▸ **Exercise requirements**: Starting at the first line and ending at the last, output the data exactly.

▸ **Given records**:
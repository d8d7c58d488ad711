//! Output aggregator: batches remote shell output between flush ticks.
//!
//! The session pump appends combined stdout/stderr as it arrives; the
//! bridge's outbound flow drains on a fixed tick. Append and drain are
//! serialized by an internal lock so no bytes are duplicated or lost
//! across drains, and because a drain always carries everything
//! aggregated so far, multi-byte sequences are never split across
//! frames mid-codepoint by the flush boundary itself.

use std::sync::{Arc, Mutex};

/// A thread-safe append-only byte sink with an atomic drain-and-clear.
///
/// Cloning yields another handle to the same buffer.
#[derive(Debug, Clone, Default)]
pub struct OutputAggregator {
    buf: Arc<Mutex<Vec<u8>>>,
}

impl OutputAggregator {
    pub fn new() -> Self {
        Self::default()
    }

    /// Append bytes to the buffer.
    pub fn append(&self, data: &[u8]) {
        let mut buf = self.buf.lock().unwrap_or_else(|e| e.into_inner());
        buf.extend_from_slice(data);
    }

    /// Atomically take everything buffered so far, leaving it empty.
    pub fn drain_and_clear(&self) -> Vec<u8> {
        let mut buf = self.buf.lock().unwrap_or_else(|e| e.into_inner());
        std::mem::take(&mut *buf)
    }

    /// Drain and convert to text, substituting U+FFFD for each
    /// ill-formed UTF-8 unit. Returns `None` when nothing is buffered.
    pub fn drain_text(&self) -> Option<String> {
        let bytes = self.drain_and_clear();
        if bytes.is_empty() {
            return None;
        }
        Some(String::from_utf8_lossy(&bytes).into_owned())
    }

    /// Number of bytes currently buffered.
    pub fn len(&self) -> usize {
        self.buf.lock().unwrap_or_else(|e| e.into_inner()).len()
    }

    pub fn is_empty(&self) -> bool {
        self.len() == 0
    }
}

#[cfg(test)]
mod tests {
    use super::*;

    #[test]
    fn append_then_drain() {
        let agg = OutputAggregator::new();
        agg.append(b"hello ");
        agg.append(b"world");
        assert_eq!(agg.drain_and_clear(), b"hello world");
        // A second immediate drain is empty.
        assert!(agg.drain_and_clear().is_empty());
    }

    #[test]
    fn clones_share_the_buffer() {
        let agg = OutputAggregator::new();
        let writer = agg.clone();
        writer.append(b"abc");
        assert_eq!(agg.len(), 3);
        assert_eq!(agg.drain_and_clear(), b"abc");
        assert!(writer.is_empty());
    }

    #[test]
    fn drain_text_on_empty_is_none() {
        let agg = OutputAggregator::new();
        assert_eq!(agg.drain_text(), None);
    }

    #[test]
    fn drain_text_repairs_invalid_utf8() {
        let agg = OutputAggregator::new();
        // Valid text around a stray continuation byte.
        agg.append(b"ok \x80 end");
        let text = agg.drain_text().unwrap();
        assert_eq!(text, "ok \u{fffd} end");
    }

    #[test]
    fn drain_text_preserves_multibyte_sequences() {
        let agg = OutputAggregator::new();
        agg.append("héllo ✓".as_bytes());
        assert_eq!(agg.drain_text().unwrap(), "héllo ✓");
    }

    #[test]
    fn concurrent_appends_are_not_lost() {
        let agg = OutputAggregator::new();
        let handles: Vec<_> = (0..8)
            .map(|_| {
                let agg = agg.clone();
                std::thread::spawn(move || {
                    for _ in 0..100 {
                        agg.append(b"x");
                    }
                })
            })
            .collect();
        for h in handles {
            h.join().unwrap();
        }
        assert_eq!(agg.drain_and_clear().len(), 800);
    }
}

▸ **Result**:
repository d8d7c58d488ad711
//! Output aggregator: batches remote shell output between flush ticks.
//!
//! The session pump appends combined stdout/stderr as it arrives; the
//! bridge's outbound flow drains on a fixed tick. Append and drain are
//! serialized by an internal lock so no bytes are duplicated or lost
//! across drains, and because a drain always carries everything
//! aggregated so far, multi-byte sequences are never split across
//! frames mid-codepoint by the flush boundary itself.

use std::sync::{Arc, Mutex};

/// A thread-safe append-only byte sink with an atomic drain-and-clear.
///
/// Cloning yields another handle to the same buffer.
#[derive(Debug, Clone, Default)]
pub struct OutputAggregator {
    buf: Arc<Mutex<Vec<u8>>>,
}

impl OutputAggregator {
    pub fn new() -> Self {
        Self::default()
    }

    /// Append bytes to the buffer.
    pub fn append(&self, data: &[u8]) {
        let mut buf = self.buf.lock().unwrap_or_else(|e| e.into_inner());
        buf.extend_from_slice(data);
    }

    /// Atomically take everything buffered so far, leaving it empty.
    pub fn drain_and_clear(&self) -> Vec<u8> {
        let mut buf = self.buf.lock().unwrap_or_else(|e| e.into_inner());
        std::mem::take(&mut *buf)
    }

    /// Drain and convert to text, substituting U+FFFD for each
    /// ill-formed UTF-8 unit. Returns `None` when nothing is buffered.
    pub fn drain_text(&self) -> Option<String> {
        let bytes = self.drain_and_clear();
        if bytes.is_empty() {
            return None;
        }
        Some(String::from_utf8_lossy(&bytes).into_owned())
    }

    /// Number of bytes currently buffered.
    pub fn len(&self) -> usize {
        self.buf.lock().unwrap_or_else(|e| e.into_inner()).len()
    }

    pub fn is_empty(&self) -> bool {
        self.len() == 0
    }
}

#[cfg(test)]
mod tests {
    use super::*;

    #[test]
    fn append_then_drain() {
        let agg = OutputAggregator::new();
        agg.append(b"hello ");
        agg.append(b"world");
        assert_eq!(agg.drain_and_clear(), b"hello world");
        // A second immediate drain is empty.
        assert!(agg.drain_and_clear().is_empty());
    }

    #[test]
    fn clones_share_the_buffer() {
        let agg = OutputAggregator::new();
        let writer = agg.clone();
        writer.append(b"abc");
        assert_eq!(agg.len(), 3);
        assert_eq!(agg.drain_and_clear(), b"abc");
        assert!(writer.is_empty());
    }

    #[test]
    fn drain_text_on_empty_is_none() {
        let agg = OutputAggregator::new();
        assert_eq!(agg.drain_text(), None);
    }

    #[test]
    fn drain_text_repairs_invalid_utf8() {
        let agg = OutputAggregator::new();
        // Valid text around a stray continuation byte.
        agg.append(b"ok \x80 end");
        let text = agg.drain_text().unwrap();
        assert_eq!(text, "ok \u{fffd} end");
    }

    #[test]
    fn drain_text_preserves_multibyte_sequences() {
        let agg = OutputAggregator::new();
        agg.append("héllo ✓".as_bytes());
        assert_eq!(agg.drain_text().unwrap(), "héllo ✓");
    }

    #[test]
    fn concurrent_appends_are_not_lost() {
        let agg = OutputAggregator::new();
        let handles: Vec<_> = (0..8)
            .map(|_| {
                let agg = agg.clone();
                std::thread::spawn(move || {
                    for _ in 0..100 {
                        agg.append(b"x");
                    }
                })
            })
            .collect();
        for h in handles {
            h.join().unwrap();
        }
        assert_eq!(agg.drain_and_clear().len(), 800);
    }
}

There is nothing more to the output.